### Task description:
Your answer must be the records below, reproduced exactly.

### Listed records:
----

//! Register-once cell for process-wide service tables.
//!
//! Eliminates duplicated `AtomicPtr` boilerplate wherever a subsystem
//! publishes a callback table exactly once at startup (the klog sink, for
//! instance) and everyone else reads it lock-free afterwards.

use core::sync::atomic::{AtomicPtr, Ordering};

/// A cell holding at most one `&'static T`, registered once.
pub struct ServiceCell<T> {
    ptr: AtomicPtr<T>,
    name: &'static str,
}

// SAFETY: Only stores pointers to 'static T; AtomicPtr provides synchronization.
unsafe impl<T> Sync for ServiceCell<T> {}

impl<T> ServiceCell<T> {
    /// Create an empty cell. `name` appears in panic messages.
    #[inline]
    pub const fn new(name: &'static str) -> Self {
        Self {
            ptr: AtomicPtr::new(core::ptr::null_mut()),
            name,
        }
    }

    /// Publish the service table. Panics on a second registration; doing it
    /// twice is a wiring bug, not a runtime condition.
    #[inline]
    pub fn register(&self, table: &'static T) {
        let prev = self
            .ptr
            .swap(table as *const T as *mut T, Ordering::Release);
        assert!(prev.is_null(), "{} already registered", self.name);
    }

    #[inline]
    pub fn is_registered(&self) -> bool {
        !self.ptr.load(Ordering::Acquire).is_null()
    }

    /// Read the table, or `None` before registration.
    #[inline]
    pub fn try_get(&self) -> Option<&'static T> {
        let ptr = self.ptr.load(Ordering::Acquire);
        if ptr.is_null() {
            None
        } else {
            // SAFETY: Only valid &'static T pointers are ever stored.
            Some(unsafe { &*ptr })
        }
    }
}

----

### Final answer:
//! Register-once cell for process-wide service tables.
//!
//! Eliminates duplicated `AtomicPtr` boilerplate wherever a subsystem
//! publishes a callback table exactly once at startup (the klog sink, for
//! instance) and everyone else reads it lock-free afterwards.

use core::sync::atomic::{AtomicPtr, Ordering};

/// A cell holding at most one `&'static T`, registered once.
pub struct ServiceCell<T> {
    ptr: AtomicPtr<T>,
    name: &'static str,
}

// SAFETY: Only stores pointers to 'static T; AtomicPtr provides synchronization.
unsafe impl<T> Sync for ServiceCell<T> {}

impl<T> ServiceCell<T> {
    /// Create an empty cell. `name` appears in panic messages.
    #[inline]
    pub const fn new(name: &'static str) -> Self {
        Self {
            ptr: AtomicPtr::new(core::ptr::null_mut()),
            name,
        }
    }

    /// Publish the service table. Panics on a second registration; doing it
    /// twice is a wiring bug, not a runtime condition.
    #[inline]
    pub fn register(&self, table: &'static T) {
        let prev = self
            .ptr
            .swap(table as *const T as *mut T, Ordering::Release);
        assert!(prev.is_null(), "{} already registered", self.name);
    }

    #[inline]
    pub fn is_registered(&self) -> bool {
        !self.ptr.load(Ordering::Acquire).is_null()
    }

    /// Read the table, or `None` before registration.
    #[inline]
    pub fn try_get(&self) -> Option<&'static T> {
        let ptr = self.ptr.load(Ordering::Acquire);
        if ptr.is_null() {
            None
        } else {
            // SAFETY: Only valid &'static T pointers are ever stored.
            Some(unsafe { &*ptr })
        }
    }
}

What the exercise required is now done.